Eleni Tzirtzilaki | Exhibition at the Old School of Kastro, Sifnos 

12 – 17 July 2025 

 

Red is the color of despair. So Eleni Tzirtzilakis’ paintings tell us, and we should believe them, as they come from a deep fond, both dreamy and nightmarish, coming from the bowels of the psyche, of earthy psyche, of psychic earth. They talk to the words, they gesture to sea, boats, animals, suggest elongated vampiric images, ghoulish forms stretched like rubber that find no respite in the words. The landscape is a constant unrest, a stormy sea, a bloodscape, a fractured, fantasmatic, female, exhausting womanscape. The colors seep into the paper, setting and upsetting the body, become blots of gardens, fields, birds of prey. Cormorants and sly seagulls, poised and aggressive, bury themselves in the pelvis, dig deeply into the womb, pull the flesh, pull away the memory of the body, exile it.

There is a constant, draining expectation percolating from the bodies, these chimeric naked bodies, half woman half animal. Maybe a donkey, the animal of patience? Maybe a dog, the animal of devoted obedience? Both of them frequently wounded, always patient animals, animals of companionship. Haunting. They chase after the gaze like ghosts, they live in ponds of blood, cry out to the blood, as do the poppies, and the roosters, and the cats who are always there, present, at the site of an erotic stroke. Humans, and animals, and birds, and flowers, all together. Women, maybe children, too, maybe men, also, se touchent, they touch each other, kiss, smell each other, caress each other, with no melodrama, no nostalgia, no compass other than the rare, miniscule narratives strewn here and there on some paintings.

They bring to mind Anna Kindyni’s latter-day “Έρωτες.” Angelic women, some naked, others draped in gossamer, painted in crushed and muted reds, all of them standing, all of them in motion, their eyes turned to flight. And they also bring to mind the hungry children of Käthe Kollwitz, pulling on their mother’s apron in Interwar famished Germany, sketched in charcoal that now, looking at them through Eleni’s red despair, I wonder if, maybe, if they weren’t drawn in charcoal, would they be red? Eleni Tzirtzilaki shows us how despair can be strawberry red, can be surrounded by flowers, by the sea, by cats, by a kiss, and despite all that softness still and again throw us to the depths of desperation. Her bodies are often sitting or reclining, as if taunting or purposefully ignoring an apparent and imminently oncoming act that could be violence, or delight, or maybe even pleasure. And they stick their tongue out at it.

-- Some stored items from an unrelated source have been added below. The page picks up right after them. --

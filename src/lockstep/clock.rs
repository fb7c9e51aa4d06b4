//! Fixed-interval frame pacing.

use web_time::Duration;

/// Turns elapsed wall time into a number of logical frame advances.
///
/// Elapsed time accumulates across calls to [`FrameClock::tick`]; each full
/// interval in the accumulator is one advance. A single call never counts
/// more than `max_tick_elapsed`, so a host that was suspended for seconds
/// does not try to catch up all at once.
///
/// # Examples
///
/// ```
/// use netplay_lockstep::FrameClock;
/// use web_time::Duration;
///
/// let mut clock = FrameClock::new(Duration::from_millis(10), Duration::from_millis(250));
/// clock.start();
/// assert_eq!(clock.tick(Duration::from_millis(25)), 2);
/// assert_eq!(clock.tick(Duration::from_millis(5)), 1);
/// ```
#[derive(Debug, Clone)]
pub struct FrameClock {
    interval: Duration,
    max_tick_elapsed: Duration,
    accumulator: Duration,
    running: bool,
}

impl FrameClock {
    /// Creates a stopped clock.
    #[must_use]
    pub fn new(interval: Duration, max_tick_elapsed: Duration) -> Self {
        Self {
            interval,
            max_tick_elapsed,
            accumulator: Duration::ZERO,
            running: false,
        }
    }

    /// Starts the clock with an empty accumulator.
    pub fn start(&mut self) {
        self.accumulator = Duration::ZERO;
        self.running = true;
    }

    /// Stops the clock. A stopped clock produces no advances.
    pub fn stop(&mut self) {
        self.running = false;
        self.accumulator = Duration::ZERO;
    }

    /// Returns `true` while the clock is started.
    #[must_use]
    pub const fn is_running(&self) -> bool {
        self.running
    }

    /// The nominal frame interval.
    #[must_use]
    pub const fn interval(&self) -> Duration {
        self.interval
    }

    /// Time accumulated towards the next advance.
    #[must_use]
    pub const fn accumulated(&self) -> Duration {
        self.accumulator
    }

    /// Adds `elapsed` and returns how many advances are due.
    pub fn tick(&mut self, elapsed: Duration) -> u32 {
        if !self.running || self.interval.is_zero() {
            return 0;
        }
        self.accumulator += elapsed.min(self.max_tick_elapsed);
        let mut advances = 0;
        while self.accumulator >= self.interval {
            self.accumulator -= self.interval;
            advances += 1;
        }
        advances
    }
}

#[cfg(test)]
#[allow(
    clippy::panic,
    clippy::unwrap_used,
    clippy::expect_used,
    clippy::indexing_slicing
)]
mod tests {
    use super::*;

    fn clock() -> FrameClock {
        FrameClock::new(Duration::from_millis(16), Duration::from_millis(250))
    }

    #[test]
    fn stopped_clock_never_advances() {
        let mut clock = clock();
        assert_eq!(clock.tick(Duration::from_secs(1)), 0);
        assert_eq!(clock.accumulated(), Duration::ZERO);
    }

    #[test]
    fn remainder_carries_over() {
        let mut clock = clock();
        clock.start();
        assert_eq!(clock.tick(Duration::from_millis(10)), 0);
        assert_eq!(clock.tick(Duration::from_millis(10)), 1);
        assert_eq!(clock.accumulated(), Duration::from_millis(4));
    }

    #[test]
    fn long_pause_is_clamped() {
        let mut clock = clock();
        clock.start();
        // 250 ms / 16 ms = 15 advances, not 625.
        assert_eq!(clock.tick(Duration::from_secs(10)), 15);
    }

    #[test]
    fn restart_zeroes_accumulator() {
        let mut clock = clock();
        clock.start();
        clock.tick(Duration::from_millis(15));
        clock.start();
        assert_eq!(clock.tick(Duration::from_millis(15)), 0);
    }

    #[test]
    fn zero_interval_is_inert() {
        let mut clock = FrameClock::new(Duration::ZERO, Duration::from_millis(250));
        clock.start();
        assert_eq!(clock.tick(Duration::from_millis(100)), 0);
    }
}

Is it a sob? A silent cry? A kiss? A kiss of recognition? Of passion? Of painful separation? What are those breasts, the genitalia, the skeletal and disincarnated extremities, the birds with the massive beaks and the red poppies and the purple wild peas? We don’t know. Nothing tells us. But whatever they might be and whatever it is that we are seeing now for the first time, will forever forth be living in our frontal lobe, will remain nearly seared on our retina, a daimonion sitting on our shoulder, keeping us in a constant state of alert.

 

Neni Panourgiá, Leros, 5 July, 2025

Neni Panourgiá was born in Athens. She is an anthropologist, Associate Professor and Academic Adviser at the Justice-in-Education Initiative, Columbia University in New York.